In questa prospettiva, l'umanesimo planetario si incarica di problematizzare l'avvenire e la concezione contemporanea dominante del progresso, fondata sulla pretesa che ogni soluzione, ogni salvezza, siano di natura tecnica. Esige, al contrario, di prendere definitivamente congedo dal "mito moderno del progresso" basato su una duplice convinzione: la convinzione di una crescita necessaria e illimitata, in grado non solo di espandere i benefici, ma anche di risolvere, con la crescita ininterrotta, i problemi che essa stessa pone; e la convinzione "occidentalocentrica" dell'esistenza di uno standard di sviluppo, in base al quale distinguere le civiltà e le parti del mondo come avanzate o arretrate o primitive. Il che non significa dover abbandonare ogni idea di progresso, come si è già detto prima. Anzi, significa comprendere che in fondo all'idea di progresso c'era e c'è l'idea di "vivere meglio", di vivere in modo umano, civile, in relazione con gli altri. Idea, prima innestata nel processo storico come meccanismo ineluttabile, che ora diventa qualcosa di auspicabile, di possibile. E irrinunciabile. […]

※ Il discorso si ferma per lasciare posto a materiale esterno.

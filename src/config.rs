//! Configuration management for pluginhost.
//!
//! Handles loading configuration from TOML files.

use std::path::{Path, PathBuf};
use std::time::Duration;

use serde::{Deserialize, Serialize};

use crate::plugin::{PluginError, PluginResult, DEFAULT_ARCHIVE_EXTENSION};

/// Application configuration.
#[derive(Debug, Clone, Default, Serialize, Deserialize)]
#[serde(default)]
pub struct Config {
    /// Plugin subsystem settings
    pub plugins: PluginConfig,

    /// Logging settings
    pub logging: LoggingConfig,
}

/// Plugin subsystem settings.
#[derive(Debug, Clone, Serialize, Deserialize)]
#[serde(default)]
pub struct PluginConfig {
    /// Directory scanned for plugin archives (`~` is expanded)
    pub directory: PathBuf,

    /// File extension of plugin archives, without the leading dot
    pub extension: String,

    /// Seconds between background rescans
    pub rescan_interval_secs: u64,

    /// Upper bound for a single `start`/`stop` call, in milliseconds
    pub call_timeout_ms: u64,

    /// Wait before releasing a stopped plugin's loading context, in milliseconds
    pub unload_grace_ms: u64,

    /// Unload and remove plugins once they are stopped
    pub unload_on_stop: bool,
}

/// Logging settings.
#[derive(Debug, Clone, Serialize, Deserialize)]
#[serde(default)]
pub struct LoggingConfig {
    /// Default filter directive, overridden by `RUST_LOG`
    pub level: String,
}

impl Config {
    /// Load configuration from the default location.
    ///
    /// Looks for config in:
    /// 1. `.pluginhost.toml` in current directory
    /// 2. `~/.config/pluginhost/config.toml`
    /// 3. Falls back to defaults
    pub fn load() -> anyhow::Result<Self> {
        let local_config = PathBuf::from(".pluginhost.toml");
        if local_config.exists() {
            return Self::load_from_file(&local_config);
        }

        if let Some(config_dir) = Self::config_dir() {
            let global_config = config_dir.join("config.toml");
            if global_config.exists() {
                return Self::load_from_file(&global_config);
            }
        }

        Ok(Self::default())
    }

    /// Load configuration from a specific file.
    pub fn load_from_file(path: &Path) -> anyhow::Result<Self> {
        let content = std::fs::read_to_string(path)?;
        let config: Self = toml::from_str(&content)?;
        Ok(config)
    }

    /// Get the config directory path.
    pub fn config_dir() -> Option<PathBuf> {
        dirs::config_dir().map(|d| d.join("pluginhost"))
    }
}

impl PluginConfig {
    /// Plugin directory with `~` expanded.
    pub fn resolved_directory(&self) -> PathBuf {
        let raw = self.directory.to_string_lossy();
        PathBuf::from(shellexpand::tilde(&raw).into_owned())
    }

    pub fn rescan_interval(&self) -> Duration {
        Duration::from_secs(self.rescan_interval_secs)
    }

    pub fn call_timeout(&self) -> Duration {
        Duration::from_millis(self.call_timeout_ms)
    }

    pub fn unload_grace(&self) -> Duration {
        Duration::from_millis(self.unload_grace_ms)
    }

    /// Reject values the subsystem cannot run with.
    pub fn validate(&self) -> PluginResult<()> {
        if self.directory.as_os_str().is_empty() {
            return Err(PluginError::Config("plugin directory must not be empty".to_string()));
        }
        if self.extension.trim_start_matches('.').is_empty() {
            return Err(PluginError::Config("archive extension must not be empty".to_string()));
        }
        if self.rescan_interval_secs == 0 {
            return Err(PluginError::Config("rescan interval must be positive".to_string()));
        }
        if self.call_timeout_ms == 0 {
            return Err(PluginError::Config("call timeout must be positive".to_string()));
        }
        Ok(())
    }
}

impl Default for PluginConfig {
    fn default() -> Self {
        Self {
            directory: PathBuf::from("plugins"),
            extension: DEFAULT_ARCHIVE_EXTENSION.to_string(),
            rescan_interval_secs: 30,
            call_timeout_ms: 10_000,
            unload_grace_ms: 3_000,
            unload_on_stop: true,
        }
    }
}

impl Default for LoggingConfig {
    fn default() -> Self {
        Self { level: "info".to_string() }
    }
}

#[cfg(test)]
mod tests {
    use super::*;
    use tempfile::TempDir;

    #[test]
    fn test_default_config() {
        let config = Config::default();
        assert_eq!(config.plugins.directory, PathBuf::from("plugins"));
        assert_eq!(config.plugins.rescan_interval(), Duration::from_secs(30));
        assert_eq!(config.plugins.unload_grace(), Duration::from_secs(3));
        assert!(config.plugins.unload_on_stop);
        assert_eq!(config.logging.level, "info");
        assert!(config.plugins.validate().is_ok());
    }

    #[test]
    fn test_config_serialization() {
        let config = Config::default();
        let toml_str = toml::to_string(&config).unwrap();
        assert!(toml_str.contains("[plugins]"));
        assert!(toml_str.contains("[logging]"));
    }

    #[test]
    fn test_config_deserialization() {
        let toml_str = r#"
            [plugins]
            directory = "/opt/plugins"
            call_timeout_ms = 250
            unload_on_stop = false
        "#;

        let config: Config = toml::from_str(toml_str).unwrap();
        assert_eq!(config.plugins.directory, PathBuf::from("/opt/plugins"));
        assert_eq!(config.plugins.call_timeout(), Duration::from_millis(250));
        assert!(!config.plugins.unload_on_stop);
        // Unset keys keep their defaults.
        assert_eq!(config.plugins.rescan_interval_secs, 30);
        assert_eq!(config.logging.level, "info");
    }

    #[test]
    fn test_load_from_file() {
        let temp = TempDir::new().unwrap();
        let path = temp.path().join("config.toml");
        std::fs::write(&path, "[logging]\nlevel = \"debug\"\n").unwrap();

        let config = Config::load_from_file(&path).unwrap();
        assert_eq!(config.logging.level, "debug");
    }

    #[test]
    fn test_load_from_file_rejects_invalid_toml() {
        let temp = TempDir::new().unwrap();
        let path = temp.path().join("config.toml");
        std::fs::write(&path, "[plugins\n").unwrap();

        assert!(Config::load_from_file(&path).is_err());
    }

    #[test]
    fn test_validate_rejects_zero_values() {
        let mut config = PluginConfig { call_timeout_ms: 0, ..PluginConfig::default() };
        assert!(matches!(config.validate(), Err(PluginError::Config(_))));

        config.call_timeout_ms = 100;
        config.rescan_interval_secs = 0;
        assert!(config.validate().is_err());

        config.rescan_interval_secs = 1;
        config.extension = ".".to_string();
        assert!(config.validate().is_err());
    }

    #[test]
    fn test_resolved_directory_expands_tilde() {
        let config = PluginConfig { directory: PathBuf::from("~/plugins"), ..PluginConfig::default() };
        let resolved = config.resolved_directory();

        if let Some(home) = dirs::home_dir() {
            assert_eq!(resolved, home.join("plugins"));
        }
    }
}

L'umanità, oggi, per la prima volta nella sua storia, "è obbligata" a uscire dall'età della guerra e dello sfruttamento incondizionato dell'ambiente. "È obbligata" a uscire dal paradigma dei "giochi a somma nulla" per generare un paradigma dei "giochi a somma positiva". Per dirla con Ernesto Balducci, l'uomo del futuro sarà uomo di pace, o non sarà. Si tratta di una profonda discontinuità nell'evoluzione della condizione umana. Il futuro del progresso dovrà sgorgare "dalle viscere della necessità" e dall'innovazione da esse dettata, senza la quale l'umanità rischia di perdere se stessa: la costruzione di una "comunità mondiale". La comunità mondiale potrebbe nascere solo da "un semplice pactum unionis" dalle pratiche di dialogo invece che da quelle della forza, e dalle pratiche di apprendimento comune nell'esperienza delle crisi planetarie.

   

M. Ceruti, F. Bellusci, Umanizzare la modernità. Un modo nuovo di pensare il futuro, Raffaello Cortina Editore, Milano 2023, pp. 111-114, 128-131.